She first came to coastal Maine in her early
forties, when her hair was deep brown and her shoulders stooped. She
has remained here walking straight and tall for the past 22 years.
She felt defeated when she first arrived. She had lost her only
child to a fatal automobile accident, her breasts to cancer, and her
husband four years later to another woman. She confided that she'd
come here to die and had learned, instead, how to live.
When she first arrived, she hadn't slept a
whole night through since the death of her daughter. She would pace
the floors, watch television, and read until two or three in the
morning when her sleeping pills finally took effect. Then she would
rest at last until lunchtime. Her life felt meaningless, each day
and night just another test of her endurance. "I felt like a
worthless lump of cells and blood and bone, just wasting
space," she remembers. Her only promise of deliverance was the
stash of pills that she kept tucked away in her top drawer. She
planned to swallow them at summer's end. With all of the violence of
her life, she would at least die in a gentle season.
"I would walk on the beach every day. I'd
stand in the frigid ocean water and concentrate on the pain in my
feet; eventually, they'd go numb and wouldn't hurt anymore. I
wondered why there was nothing in the world that would numb my
heart. I put on a lot of miles that summer, and I saw how beautiful
the world still was. That just made me more bitter at first. How
dare it be so beautiful, when life could be so ugly. I thought it
was a cruel joke -- that it could be so beautiful and yet so
terrible here at the same time. I hated a great deal then. Just
about everybody and everything was abhorrent to me.
I remember sitting on the rocks one day and
along came a mother with a small child. The little girl was so
precious; she reminded me of my daughter. She was dancing around and
around and talking a mile a minute. Her mother seemed to be
distracted and wasn't really paying attention. There it was, the
bitterness again. I resented this woman who had this beautiful child
and had the indecency to ignore her. (I was very quick to judge back
then.) Anyway, I watched the little girl playing and I began to cry
and cry. My eyes were running, and my nose was running, and there I
sat. I was a little surprised. I had thought I'd used up all of my
tears years ago. I hadn't wept in years. Thought I was all dried up
and out. Here they were though, and they began to feel good. I just
let them come and they came and came.
I started meeting people. I didn't really want
to because I still hated everybody. These villagers are an
interesting lot though, awfully hard to hate. They're plain and
simple- talking people and they just sort of reel you in without
even seeming to pull at your line. I started to receive invitations
to this and that, and finally I accepted one to attend a potluck
supper. I found myself laughing for the first time in years at a man
who seemed to love to make fun of himself. Maybe it was the mean
streak I still had, laughing at him, but I don't think so.
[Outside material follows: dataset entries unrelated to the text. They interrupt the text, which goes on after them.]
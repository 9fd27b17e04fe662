use std::collections::HashMap;
use std::path::Path;
use std::sync::Arc;

use usvg::fontdb;

use crate::foundation::error::{WalliError, WalliResult};

/// Font bytes selected for a family list, ready for shaping and glyph rendering.
#[derive(Clone, Debug)]
pub struct ResolvedFont {
    /// Family name of the selected face.
    pub family: String,
    /// Face index inside `data` (non-zero for font collections).
    pub index: u32,
    /// Raw font file bytes.
    pub data: Arc<Vec<u8>>,
    pub(crate) key: u64,
}

/// Database of available font faces, queried with CSS-style family lists.
pub struct FontLibrary {
    db: fontdb::Database,
}

impl Default for FontLibrary {
    fn default() -> Self {
        Self::new()
    }
}

impl FontLibrary {
    /// Library with no faces loaded.
    pub fn new() -> Self {
        Self {
            db: fontdb::Database::new(),
        }
    }

    /// Library populated from the platform's installed fonts.
    pub fn with_system_fonts() -> Self {
        let mut db = fontdb::Database::new();
        db.load_system_fonts();
        tracing::debug!(faces = db.len(), "loaded system fonts");
        Self { db }
    }

    /// Add every font file found under `dir`.
    pub fn load_fonts_dir(&mut self, dir: impl AsRef<Path>) {
        let before = self.db.len();
        self.db.load_fonts_dir(dir.as_ref());
        tracing::debug!(
            dir = %dir.as_ref().display(),
            added = self.db.len() - before,
            "loaded font directory"
        );
    }

    /// Add a font from raw bytes.
    pub fn load_font_data(&mut self, bytes: Vec<u8>) {
        self.db.load_font_data(bytes);
    }

    /// Number of faces known to the library.
    pub fn face_count(&self) -> usize {
        self.db.len()
    }

    /// Distinct family names, sorted.
    pub fn family_names(&self) -> Vec<String> {
        let mut names: Vec<String> = self
            .db
            .faces()
            .filter_map(|f| f.families.first().map(|(name, _)| name.clone()))
            .collect();
        names.sort();
        names.dedup();
        names
    }

    /// Pick a face for `family_list` (e.g. `"'Open Sans', Arial, sans-serif"`).
    ///
    /// Names are tried in order; generic families map to the database's generic defaults. When
    /// nothing matches, the first face in the library is used so text still renders. Fails only
    /// when the library is empty.
    pub fn resolve(&self, family_list: &str) -> WalliResult<ResolvedFont> {
        let names = parse_family_list(family_list);
        let mut id = None;
        for name in &names {
            let family = generic_family(name).unwrap_or(fontdb::Family::Name(name));
            let families = [family];
            let query = fontdb::Query {
                families: &families,
                ..fontdb::Query::default()
            };
            if let Some(found) = self.db.query(&query) {
                id = Some(found);
                break;
            }
        }

        let id = match id {
            Some(id) => id,
            None => {
                let first = self.db.faces().next().map(|f| f.id).ok_or_else(|| {
                    WalliError::render(format!(
                        "no font available for family list \"{family_list}\""
                    ))
                })?;
                tracing::debug!(family_list, "no family matched; using first available face");
                first
            }
        };

        let family = self
            .db
            .face(id)
            .and_then(|f| f.families.first().map(|(name, _)| name.clone()))
            .unwrap_or_default();
        let (data, index) = self
            .db
            .with_face_data(id, |data, index| (data.to_vec(), index))
            .ok_or_else(|| WalliError::render(format!("font data for \"{family}\" unreadable")))?;

        let mut key_input = data.clone();
        key_input.extend_from_slice(&index.to_le_bytes());
        let key = xxhash_rust::xxh3::xxh3_64(&key_input);

        Ok(ResolvedFont {
            family,
            index,
            data: Arc::new(data),
            key,
        })
    }
}

/// Split a CSS `font-family` value into unquoted, trimmed names.
pub(crate) fn parse_family_list(s: &str) -> Vec<String> {
    s.split(',')
        .map(|part| part.trim().trim_matches(|c| c == '"' || c == '\''))
        .map(str::trim)
        .filter(|name| !name.is_empty())
        .map(str::to_owned)
        .collect()
}

fn generic_family(name: &str) -> Option<fontdb::Family<'static>> {
    match name.to_ascii_lowercase().as_str() {
        "serif" => Some(fontdb::Family::Serif),
        "sans-serif" => Some(fontdb::Family::SansSerif),
        "monospace" => Some(fontdb::Family::Monospace),
        "cursive" => Some(fontdb::Family::Cursive),
        "fantasy" => Some(fontdb::Family::Fantasy),
        _ => None,
    }
}

#[derive(Clone, Copy, Debug, Default, PartialEq, Eq)]
/// RGBA8 brush color used by Parley text layout.
pub(crate) struct TextBrushRgba8 {
    pub(crate) r: u8,
    pub(crate) g: u8,
    pub(crate) b: u8,
    pub(crate) a: u8,
}

/// Stateful helper for building Parley text layouts from resolved fonts.
pub(crate) struct TextLayoutEngine {
    font_ctx: parley::FontContext,
    layout_ctx: parley::LayoutContext<TextBrushRgba8>,
    registered: HashMap<u64, String>,
}

impl Default for TextLayoutEngine {
    fn default() -> Self {
        Self::new()
    }
}

impl TextLayoutEngine {
    pub(crate) fn new() -> Self {
        Self {
            font_ctx: parley::FontContext::default(),
            layout_ctx: parley::LayoutContext::new(),
            registered: HashMap::new(),
        }
    }

    /// Register `font` with the shaping context once; returns the family name to select it by.
    fn register(&mut self, font: &ResolvedFont) -> WalliResult<String> {
        if let Some(name) = self.registered.get(&font.key) {
            return Ok(name.clone());
        }

        let families = self.font_ctx.collection.register_fonts(
            parley::fontique::Blob::from(font.data.as_ref().clone()),
            None,
        );
        let family_id = families
            .first()
            .map(|(id, _)| *id)
            .ok_or_else(|| WalliError::render("no font families registered from font bytes"))?;
        let family_name = self
            .font_ctx
            .collection
            .family_name(family_id)
            .ok_or_else(|| WalliError::render("registered font family has no name"))?
            .to_string();

        self.registered.insert(font.key, family_name.clone());
        Ok(family_name)
    }

    /// Shape `text` as a single unwrapped line.
    pub(crate) fn layout_line(
        &mut self,
        text: &str,
        font: &ResolvedFont,
        size_px: f32,
        brush: TextBrushRgba8,
    ) -> WalliResult<parley::Layout<TextBrushRgba8>> {
        if !size_px.is_finite() || size_px <= 0.0 {
            return Err(WalliError::render("text size must be finite and > 0"));
        }
        let family_name = self.register(font)?;

        let mut builder = self
            .layout_ctx
            .ranged_builder(&mut self.font_ctx, text, 1.0, true);
        builder.push_default(parley::style::StyleProperty::FontStack(
            parley::style::FontStack::Source(std::borrow::Cow::Owned(family_name)),
        ));
        builder.push_default(parley::style::StyleProperty::FontSize(size_px));
        builder.push_default(parley::style::StyleProperty::Brush(brush));

        let mut layout: parley::Layout<TextBrushRgba8> = builder.build(text);
        layout.break_all_lines(None);
        layout.align(
            None,
            parley::Alignment::Start,
            parley::AlignmentOptions::default(),
        );
        Ok(layout)
    }
}

#[cfg(test)]
#[path = "../../tests/unit/assets/fonts.rs"]
mod tests;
I think I
was charmed by his attitude. He made so many of his trials seem
humorous.
I went to church the following Sunday. I sat
there and waited to get angry as I heard this fat man with soft
hands talking about God. What did he know of heaven or of hell? And
yet, I didn't get mad. I started to feel kind of peaceful as I
listened to him. He spoke of Ruth. Now I knew very little about the
Bible, and this was the first time I had heard about Ruth. Ruth had
suffered greatly. She had lost her husband and left behind her
homeland. She was poor and worked very hard gathering fallen grain
in the fields of Bethlehem to feed herself and her mother-in-law.
She was a young woman with a very strong faith for which she was
rewarded. I had no faith and no rewards. I longed to believe in the
goodness and existence of God, but how could I? What kind of a God
would allow such terrible things to happen? It seemed simpler to
accept that there was no God. Still, I kept going to church. Not
because I believed. I just liked to listen to the stories that were
told in such a gentle voice by the minister. I liked the singing,
too. Most of all, I appreciated the peacefulness I felt there. I
began to read the Bible and other spiritual works. I found so many
of them to be filled with wisdom. I didn't like the Old Testament; I
still don't. Too much violence and punishment for my taste, but I
loved the Psalms and the Songs of Solomon. I found great comfort in
the teachings of the Buddha, too. I began to meditate and to chant.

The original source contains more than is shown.